Accordingly, from the perspective of mediation theory, this study reviews the research on mediation theory by Couldry (2008), Pan (2014), Boltanski (1999), Li & Fan (2019) and other scholars. It adopts the research methodology of network ethnography, Through in-depth analysis of the narrative mode of Kuaishou chicken soup for the soul, we observes the characteristics of the producers and contents of this kind of chicken soup for the soul, the feedback of the receivers and the mediation mechanism. At the same time, it selects six popular video producers in Kuaishou and mainstream social platform bilibili for research so as to make a comparative analysis of the audience's preference for chicken soup videos on different platforms. The research finds that chicken soup for the soul in Kuaishou, which is popular among urban netizens, actually has many similarities with counter-css (chicken soup for the soul), that is now prevalent on mainstream social platforms. In the eyes of urban netizens, Kuaishou’s chicken soup for the soul is a kind of banter to express life with a dwarfed subject image. This kind of irony on traditional chicken soup for the soul is loved by urban netizens. However, such decoding is actually very different from what the producers of Kuaishou’s chicken soup are trying to express. This research will elaborate on it.

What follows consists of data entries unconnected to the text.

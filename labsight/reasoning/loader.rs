use std::{fs, path::Path, sync::Arc};

use labsight_knowledge::{Gender, LabConfig};
use regex::Regex;
use serde_json::Value;
use thiserror::Error;
use tracing::debug;

use crate::module::{LoadedReport, PatientContext, StatusFlag};

/// Fatal failures while reading a report record.
#[derive(Debug, Error)]
pub enum LoaderError {
    /// File could not be read.
    #[error("cannot read {path}: {source}")]
    Io {
        /// Input path.
        path: String,
        /// Underlying error.
        source: std::io::Error,
    },
    /// CSV framing error.
    #[error("malformed CSV in {path}: {source}")]
    Csv {
        /// Input path.
        path: String,
        /// Underlying error.
        source: csv::Error,
    },
    /// JSON syntax error.
    #[error("malformed JSON in {path}: {source}")]
    Json {
        /// Input path.
        path: String,
        /// Underlying error.
        source: serde_json::Error,
    },
    /// Well-formed document of the wrong shape.
    #[error("malformed record in {path}: {reason}")]
    Malformed {
        /// Input path.
        path: String,
        /// What was wrong.
        reason: String,
    },
    /// Header without a data row, or an empty object.
    #[error("{path} contains no record")]
    Empty {
        /// Input path.
        path: String,
    },
    /// Internal pattern failed to compile.
    #[error("loader pattern: {0}")]
    Pattern(#[from] regex::Error),
}

/// Where a raw column ends up.
#[derive(Debug, Clone, PartialEq, Eq)]
enum Column {
    Metadata(String),
    Status(String),
    Note(String),
    Parameter(String),
}

/// Numeric value with the unit text that followed it.
#[derive(Debug, Clone, PartialEq)]
struct Cast {
    value: f64,
    unit: Option<String>,
}

/// Reads one flat CSV row or JSON object and normalizes it into a [`LoadedReport`].
#[derive(Debug, Clone)]
pub struct RecordLoader {
    config: Arc<LabConfig>,
    parenthesized: Regex,
    separators: Regex,
    number: Regex,
}

impl RecordLoader {
    /// Creates a loader over the given configuration.
    pub fn new(config: Arc<LabConfig>) -> Result<Self, LoaderError> {
        Ok(Self {
            config,
            parenthesized: Regex::new(r"\(([^)]+)\)")?,
            separators: Regex::new(r"[^0-9A-Za-z]+")?,
            number: Regex::new(r"^([-+]?[0-9,]*\.?[0-9]+(?:[eE][-+]?[0-9]+)?)\s*(.*)$")?,
        })
    }

    /// Loads `path`, choosing JSON for a `.json` extension and CSV otherwise.
    pub fn load(&self, path: impl AsRef<Path>) -> Result<LoadedReport, LoaderError> {
        let path = path.as_ref();
        let is_json = path
            .extension()
            .and_then(|ext| ext.to_str())
            .is_some_and(|ext| ext.eq_ignore_ascii_case("json"));
        if is_json {
            let raw = fs::read_to_string(path).map_err(|source| LoaderError::Io {
                path: path.display().to_string(),
                source,
            })?;
            self.load_json_str(&raw, &path.display().to_string())
        } else {
            let reader = csv::ReaderBuilder::new()
                .flexible(true)
                .from_path(path)
                .map_err(|source| csv_error(path, source))?;
            self.load_csv(reader, &path.display().to_string())
        }
    }

    /// Normalizes the first data row of a CSV document.
    pub fn load_csv_str(&self, raw: &str, origin: &str) -> Result<LoadedReport, LoaderError> {
        let reader = csv::ReaderBuilder::new()
            .flexible(true)
            .from_reader(raw.as_bytes());
        self.load_csv(reader, origin)
    }

    fn load_csv<R: std::io::Read>(
        &self,
        mut reader: csv::Reader<R>,
        origin: &str,
    ) -> Result<LoadedReport, LoaderError> {
        let headers = reader
            .headers()
            .map_err(|source| csv_error(origin, source))?
            .clone();
        let row = match reader.records().next() {
            Some(row) => row.map_err(|source| csv_error(origin, source))?,
            None => {
                return Err(LoaderError::Empty {
                    path: origin.to_string(),
                })
            }
        };

        let mut report = LoadedReport::default();
        for (header, raw) in headers.iter().zip(row.iter()) {
            let raw = raw.trim();
            match self.classify(header) {
                Column::Metadata(key) => self.apply_metadata(&mut report.patient, &key, raw),
                Column::Status(name) => record_status(&mut report, name, raw),
                Column::Note(name) => {
                    if !raw.is_empty() {
                        report.notes.insert(name, raw.to_string());
                    }
                }
                Column::Parameter(name) => self.record_value(&mut report, name, raw),
            }
        }
        Ok(report)
    }

    /// Normalizes a JSON object.
    pub fn load_json_str(&self, raw: &str, origin: &str) -> Result<LoadedReport, LoaderError> {
        let document: Value = serde_json::from_str(raw).map_err(|source| LoaderError::Json {
            path: origin.to_string(),
            source,
        })?;
        let Value::Object(fields) = document else {
            return Err(LoaderError::Malformed {
                path: origin.to_string(),
                reason: "expected a JSON object at the top level".into(),
            });
        };
        if fields.is_empty() {
            return Err(LoaderError::Empty {
                path: origin.to_string(),
            });
        }

        let mut report = LoadedReport::default();
        for (header, value) in fields {
            let text = match &value {
                Value::String(s) => s.trim().to_string(),
                Value::Null => String::new(),
                other => other.to_string(),
            };
            match self.classify(&header) {
                Column::Metadata(key) => self.apply_metadata(&mut report.patient, &key, &text),
                Column::Status(name) => record_status(&mut report, name, &text),
                Column::Note(name) => {
                    if !text.is_empty() {
                        report.notes.insert(name, text);
                    }
                }
                Column::Parameter(name) => match value {
                    Value::Null => {
                        report.parameters.insert(name, None);
                    }
                    Value::Number(n) => {
                        report.parameters.insert(name, n.as_f64().filter(|v| v.is_finite()));
                    }
                    Value::String(_) => {
                        if let Some(cast) = self.cast(&text) {
                            store_cast(&mut report, name, cast);
                        } else if text.is_empty() {
                            report.parameters.insert(name, None);
                        } else if let Some(flag) = StatusFlag::parse(&text) {
                            report.status.insert(name, flag);
                        } else {
                            report.notes.insert(name, text);
                        }
                    }
                    Value::Bool(_) | Value::Array(_) | Value::Object(_) => {
                        report.notes.insert(name, text);
                    }
                },
            }
        }
        Ok(report)
    }

    /// Punctuation and parenthesis normalization of a raw header.
    #[must_use]
    pub fn normalize_header(&self, raw: &str) -> String {
        let text = self.parenthesized.replace_all(raw.trim(), " $1");
        let text = text.replace('%', " percent");
        self.separators
            .replace_all(&text, "_")
            .trim_matches('_')
            .to_string()
    }

    /// Canonical parameter name for a raw header.
    #[must_use]
    pub fn canonical_name(&self, raw: &str) -> String {
        self.canonicalize(&self.normalize_header(raw))
    }

    fn canonicalize(&self, normalized: &str) -> String {
        if let Some(alias) = self.config.alias(&normalized.to_ascii_lowercase()) {
            return alias.to_string();
        }
        normalized
            .split('_')
            .map(|token| {
                if self.config.is_acronym(token) {
                    token.to_ascii_uppercase()
                } else {
                    capitalize(token)
                }
            })
            .collect::<Vec<_>>()
            .join("_")
    }

    fn classify(&self, header: &str) -> Column {
        let normalized = self.normalize_header(header);
        let lower = normalized.to_ascii_lowercase();
        for (suffix, status) in [("_status", true), ("_note", false)] {
            if lower.len() > suffix.len() && lower.ends_with(suffix) {
                let base = self.canonicalize(&normalized[..normalized.len() - suffix.len()]);
                return if status {
                    Column::Status(base)
                } else {
                    Column::Note(base)
                };
            }
        }
        let canonical = self.canonicalize(&normalized);
        if self.config.is_metadata_key(&canonical) {
            Column::Metadata(canonical.to_ascii_lowercase())
        } else {
            Column::Parameter(canonical)
        }
    }

    /// Casts a raw cell: strips thousands separators and keeps any trailing unit.
    fn cast(&self, raw: &str) -> Option<Cast> {
        let captures = self.number.captures(raw.trim())?;
        let value: f64 = captures.get(1)?.as_str().replace(',', "").parse().ok()?;
        if !value.is_finite() {
            return None;
        }
        let unit = captures
            .get(2)
            .map(|m| m.as_str().trim())
            .filter(|u| !u.is_empty())
            .map(str::to_string);
        Some(Cast { value, unit })
    }

    #[allow(clippy::cast_possible_truncation, clippy::cast_sign_loss)]
    fn apply_metadata(&self, patient: &mut PatientContext, key: &str, raw: &str) {
        let text = (!raw.is_empty()).then(|| raw.to_string());
        match key {
            "age" => {
                patient.age = self
                    .cast(raw)
                    .map(|cast| cast.value)
                    .filter(|age| *age >= 0.0)
                    .map(|age| age.trunc() as u32);
            }
            "gender" => patient.gender = Gender::parse(raw),
            "patient_id" => patient.patient_id = text,
            "filename" => patient.filename = text,
            "report_date" => patient.report_date = text,
            other => debug!(key = other, "metadata key ignored"),
        }
    }

    fn record_value(&self, report: &mut LoadedReport, name: String, raw: &str) {
        if let Some(cast) = self.cast(raw) {
            store_cast(report, name, cast);
        } else {
            if !raw.is_empty() {
                debug!(parameter = %name, raw, "value not numeric; treated as missing");
            }
            report.parameters.insert(name, None);
        }
    }
}

fn store_cast(report: &mut LoadedReport, name: String, cast: Cast) {
    if let Some(unit) = cast.unit {
        report.units.insert(name.clone(), unit);
    }
    report.parameters.insert(name, Some(cast.value));
}

fn record_status(report: &mut LoadedReport, name: String, raw: &str) {
    if raw.is_empty() {
        return;
    }
    match StatusFlag::parse(raw) {
        Some(flag) => {
            report.status.insert(name, flag);
        }
        None => debug!(parameter = %name, raw, "unrecognized status flag dropped"),
    }
}

fn capitalize(token: &str) -> String {
    let mut chars = token.chars();
    chars.next().map_or_else(String::new, |first| {
        first.to_uppercase().chain(chars.flat_map(char::to_lowercase)).collect()
    })
}

fn csv_error(path: impl AsRef<Path>, source: csv::Error) -> LoaderError {
    let path = path.as_ref().display().to_string();
    match source.kind() {
        csv::ErrorKind::Io(_) => match source.into_kind() {
            csv::ErrorKind::Io(source) => LoaderError::Io { path, source },
            other => LoaderError::Malformed {
                path,
                reason: format!("{other:?}"),
            },
        },
        _ => LoaderError::Csv { path, source },
    }
}

#[cfg(test)]
mod tests {
    use super::*;
    use tempfile::tempdir;

    fn loader() -> RecordLoader {
        RecordLoader::new(Arc::new(LabConfig::builtin())).unwrap()
    }

    #[test]
    fn normalizes_headers() {
        let loader = loader();
        assert_eq!(loader.normalize_header(" Hemoglobin (Hb) "), "Hemoglobin_Hb");
        assert_eq!(loader.normalize_header("Neutrophils %"), "Neutrophils_percent");
        assert_eq!(loader.canonical_name("HGB"), "Hemoglobin");
        assert_eq!(loader.canonical_name("hdl cholesterol"), "HDL");
        assert_eq!(loader.canonical_name("serum ggt level"), "Serum_GGT_Level");
        assert_eq!(loader.canonical_name("hba1c-ratio"), "HBA1C_Ratio");
    }

    #[test]
    fn csv_row_routes_columns() {
        let csv = "Age,Gender,Hemoglobin,Hemoglobin_status,MCV,MCV_note,Platelet Count,WBC\n\
                   34.7,F,6.5 g/dL,low,109.6,large cells,\"1,80\",abc\n";
        let report = loader().load_csv_str(csv, "inline.csv").unwrap();
        assert_eq!(report.patient.age, Some(34));
        assert_eq!(report.patient.gender, Some(Gender::Female));
        assert_eq!(report.value("Hemoglobin"), Some(6.5));
        assert_eq!(report.units["Hemoglobin"], "g/dL");
        assert_eq!(report.status["Hemoglobin"], StatusFlag::Low);
        assert_eq!(report.notes["MCV"], "large cells");
        assert_eq!(report.value("Platelets"), Some(180.0));
        assert_eq!(report.parameters["WBC"], None);
        assert!(!report.parameters.contains_key("Age"));
    }

    #[test]
    fn json_object_routes_strings() {
        let json = r#"{
            "gender": "male",
            "Hemoglobin": 14.2,
            "MCV": "88 fL",
            "RDW": "HIGH",
            "CRP": "hemolysed sample",
            "LDL": null,
            "Extra": {"a": 1}
        }"#;
        let report = loader().load_json_str(json, "inline.json").unwrap();
        assert_eq!(report.patient.gender, Some(Gender::Male));
        assert_eq!(report.value("MCV"), Some(88.0));
        assert_eq!(report.status["RDW"], StatusFlag::High);
        assert_eq!(report.notes["CRP"], "hemolysed sample");
        assert_eq!(report.notes["Extra"], r#"{"a":1}"#);
        assert_eq!(report.parameters["LDL"], None);
        assert_eq!(
            report.parameters.keys().collect::<Vec<_>>(),
            ["Hemoglobin", "MCV", "LDL"]
        );
    }

    #[test]
    fn empty_and_malformed_inputs_fail() {
        let loader = loader();
        assert!(matches!(
            loader.load_csv_str("Hemoglobin,MCV\n", "h.csv"),
            Err(LoaderError::Empty { .. })
        ));
        assert!(matches!(
            loader.load_json_str("{}", "e.json"),
            Err(LoaderError::Empty { .. })
        ));
        assert!(matches!(
            loader.load_json_str("[1, 2]", "a.json"),
            Err(LoaderError::Malformed { .. })
        ));
        assert!(matches!(
            loader.load_json_str("{", "b.json"),
            Err(LoaderError::Json { .. })
        ));
    }

    #[test]
    fn loads_from_disk() {
        let tmp = tempdir().unwrap();
        let path = tmp.path().join("report.JSON");
        fs::write(&path, r#"{"Platelets": 90}"#).unwrap();
        let report = loader().load(&path).unwrap();
        assert_eq!(report.value("Platelets"), Some(90.0));

        let missing = loader().load(tmp.path().join("absent.csv")).unwrap_err();
        assert!(matches!(missing, LoaderError::Io { .. }));
    }
}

This study is conducive to understanding how the marginalized groups of rural netizens use their own media to express, and how they are constructed by mediation, so as to help us shed light on their entry into the public domain and find the obstacles that they may encounter when they enter the media public domain, and it is helpful to provide reference for establishing urban-rural identity and bridging the digital gap between urban and rural areas.